Stewart Parnell, the former owner of Peanut Corporation of America, who knowingly sold truckloads of salmonella-tainted peanut butter that resulted in nine deaths and 700 illnesses. (Photo: Getty Images)
Prosecutors are recommending a sentence of life in prison for a peanut executive convicted in a deadly salmonella-poisoning case.
Stewart Parnell, the former owner of Peanut Corporation of America, was convicted last September of knowingly selling truckloads of peanut butter contaminated with salmonella from his plant in Georgia to food processors.
The recommendation for his sentencing, which a lawyer for one of the victims called “unprecedented,” was revealed on Wednesday, the Associated Press reports.
The contaminated peanut butter caused a salmonella outbreak that spanned 46 states and lasted from 2008 to 2009, sparking a massive recall by the Centers for Disease Control and Prevention.
It killed nine people and left more than 700 ill.
After a seven-week trial, Parnell and his brother, food broker Michael Parnell, were both charged with 76 federal counts linked to intentionally shipping peanut products that tested positive for salmonella, CNN reports.
During the trial, federal prosecutors presented more than 1,000 documents, including a March 2007 email from Stewart Parnell to a plant manager about the tainted peanut butter. “Just ship it,” he wrote in the message.
The indictment was the first federal felony conviction for a company executive in a food safety case, making it a landmark trial.
This case is disturbing because salmonella is so potentially dangerous, says food safety specialist Benjamin Chapman, an associate professor at North Carolina State University. “Not everybody who eats salmonella is going to get sick, but the issue is that you don’t know if you’re going to get sick,” he tells Yahoo Health. “That’s why we really don’t want to have salmonella in our food.”

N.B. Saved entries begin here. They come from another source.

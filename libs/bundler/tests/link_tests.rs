// Copyright 2024-2026 the Tern authors. MIT license.

//! End-to-end linker tests over hand-built module graphs. The builder plays
//! the role of the scan phase: it produces parsed files with parts, named
//! imports/exports, and import records, exactly what `link` consumes.

use pretty_assertions::assert_eq;
use tern_bundler::link;
use tern_bundler::runtime;
use tern_bundler::BundleOptions;
use tern_bundler::EntryPoint;
use tern_bundler::EntryPointKind;
use tern_bundler::Log;
use tern_bundler::MsgKind;
use tern_bundler::OutputFile;
use tern_bundler::OutputFormat;
use tern_bundler::Platform;
use tern_common::ClauseItem;
use tern_common::Code;
use tern_common::DeclaredSymbol;
use tern_common::ExportsKind;
use tern_common::FileRepr;
use tern_common::FileSideEffects;
use tern_common::ImportKind;
use tern_common::ImportRecord;
use tern_common::ImportRecordIndex;
use tern_common::InputFile;
use tern_common::JsAst;
use tern_common::KeyPath;
use tern_common::LoaderKind;
use tern_common::Loc;
use tern_common::LocalDecl;
use tern_common::LocalKind;
use tern_common::NamedExport;
use tern_common::NamedImport;
use tern_common::Part;
use tern_common::Piece;
use tern_common::SourceIndex;
use tern_common::Stmt;
use tern_common::SymbolKind;
use tern_common::SymbolRef;
use tern_common::SymbolTable;

struct GraphBuilder {
  files: Vec<InputFile>,
  symbols: SymbolTable,
}
// Copyright 2024-2026 the Tern authors. MIT license.

//! Chunk hashing. The isolated hash covers every byte of a chunk's rendered
//! output except the placeholder substitutions; the final hash folds in the
//! isolated hashes of everything the chunk imports, transitively, so a
//! renamed dependency changes the importer's path too.

use rayon::prelude::*;
use std::hash::Hasher;
use twox_hash::XxHash64;

use crate::chunk::Chunk;
use crate::chunk::ChunkRepr;
use crate::chunk::IntermediateOutput;
use crate::graph::LinkerGraph;

fn write_section(hasher: &mut XxHash64, bytes: &[u8]) {
  // Length prefixes keep adjacent sections from sliding into each other.
  hasher.write(&(bytes.len() as u32).to_le_bytes());
  hasher.write(bytes);
}

pub(crate) fn compute_isolated_hashes(graph: &LinkerGraph, chunks: &mut [Chunk]) {
  chunks.par_iter_mut().for_each(|chunk| {
    chunk.isolated_hash = isolated_hash(graph, chunk);
  });
}

fn isolated_hash(graph: &LinkerGraph, chunk: &Chunk) -> u64 {
  let mut hasher = XxHash64::with_seed(0);

  match &chunk.repr {
    ChunkRepr::Js { part_ranges, .. } => {
      for range in part_ranges {
        let file = &graph.files[range.source.idx()];
        write_section(&mut hasher, file.key_path.namespace.as_bytes());
        if file.key_path.namespace == "file" {
          write_section(&mut hasher, file.pretty_path.as_bytes());
        } else {
          write_section(&mut hasher, file.key_path.text.as_bytes());
        }
        hasher.write(&range.part_begin.to_le_bytes());
        hasher.write(&range.part_end.to_le_bytes());
      }
    }
    ChunkRepr::Css {
      files_in_chunk_order,
      ..
    } => {
      for &source in files_in_chunk_order {
        let file = &graph.files[source.idx()];
        write_section(&mut hasher, file.key_path.namespace.as_bytes());
        write_section(&mut hasher, file.pretty_path.as_bytes());
      }
    }
  }

  // The path template's literal text participates; the final paths that
  // replace the placeholders explicitly do not.
  for literal in chunk.final_template.split("[hash]") {
    write_section(&mut hasher, literal.as_bytes());
  }

  match &chunk.intermediate_output {
    IntermediateOutput::Empty => {}
    IntermediateOutput::Joined(bytes) => write_section(&mut hasher, bytes),
    IntermediateOutput::Pieces(pieces) => {
      for piece in pieces {
        write_section(&mut hasher, &piece.data);
      }
    }
  }

  write_section(&mut hasher, &chunk.output_source_map.prefix);
  write_section(&mut hasher, &chunk.output_source_map.mappings);
  write_section(&mut hasher, &chunk.output_source_map.suffix);

  hasher.finish()
}

/// One final hash per chunk: a DFS over the chunk import graph that absorbs
/// the isolated hash of every reachable chunk. The visited set is per root,
/// not global, so each member of an import cycle still absorbs every other
/// member instead of short-circuiting at the first repeat.
pub(crate) fn compute_final_hashes(chunks: &[Chunk]) -> Vec<u64> {
  (0..chunks.len())
    .map(|root| {
      let mut hasher = XxHash64::with_seed(0);
      let mut visited = vec![false; chunks.len()];
      absorb(chunks, root, &mut visited, &mut hasher);
      hasher.finish()
    })
    .collect()
}

fn absorb(chunks: &[Chunk], index: usize, visited: &mut [bool], hasher: &mut XxHash64) {
  if visited[index] {
    return;
  }
  visited[index] = true;
  hasher.write(&chunks[index].isolated_hash.to_le_bytes());
  for import in &chunks[index].cross_chunk_imports {
    absorb(chunks, import.chunk_index.idx(), visited, hasher);
  }
}

const BASE32_ALPHABET: &[u8] = b"0123456789abcdefghijklmnopqrstuv";

/// Lowercase base-32, thirteen characters for 64 bits, fit for file names
/// on case-insensitive file systems.
pub(crate) fn hash_to_base32(hash: u64) -> String {
  let mut out = String::with_capacity(13);
  let mut rest = hash;
  for _ in 0..13 {
    out.push(BASE32_ALPHABET[(rest & 31) as usize] as char);
    rest >>= 5;
  }
  out
}

#[cfg(test)]
mod tests {
  use super::*;

  #[test]
  fn base32_is_stable_and_distinct() {
    assert_eq!(hash_to_base32(0), "0000000000000");
    assert_eq!(hash_to_base32(31), "v000000000000");
    assert_ne!(hash_to_base32(1), hash_to_base32(2));
    assert_eq!(hash_to_base32(u64::MAX).len(), 13);
  }

  #[test]
  fn length_prefixing_separates_sections() {
    let mut a = XxHash64::with_seed(0);
    write_section(&mut a, b"ab");
    write_section(&mut a, b"c");
    let mut b = XxHash64::with_seed(0);
    write_section(&mut b, b"a");
    write_section(&mut b, b"bc");
    assert_ne!(a.finish(), b.finish());
  }
}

Salmonella causes an estimated 1 million illnesses annually, according to the CDC. The bacterium is also responsible for 19,000 hospitalizations and 380 deaths each year.
Salmonella is commonly found in raw animal products such as eggs, meat, and unpasteurized dairy products, but it can also show up in peanut butter. The peanut roasting process can kill the salmonella, but it won’t always happen.
Research published in the journal Applied and Environmental Microbiology found that peanut butter’s high carbohydrate content and low temperature resulted in higher levels of survival of salmonella during storage. So, if salmonella gets into your peanut butter, it’s probably going to stay there.
Most people infected with salmonella develop diarrhea, fever, and abdominal cramps 12 to 72 hours later, and the symptoms can last up to a week, the CDC reports. But the diarrhea can become so severe that a person needs to be hospitalized. It can even spread from the intestines to the blood stream and then to other parts of your body, where it can become deadly.
While most people with salmonella seemingly get over it in a few days, the negative symptoms of salmonella can last beyond a week. It can also cause reactive arthritis, a type of joint pain that can last for years and even lead to chronic arthritis, Chapman says. And, unfortunately, antibiotic treatment that people may undergo for salmonella poisoning won’t stop the arthritis from developing.
So, while Parnell’s case is unprecedented, the proposed punishment does seem to fit the crime. “We saw through the trial that some really egregious things happened,” says Chapman. “It’s important that people who have knowingly done things to negatively effect other people’s health are held responsible and accountable — it sounds like that’s being done here.”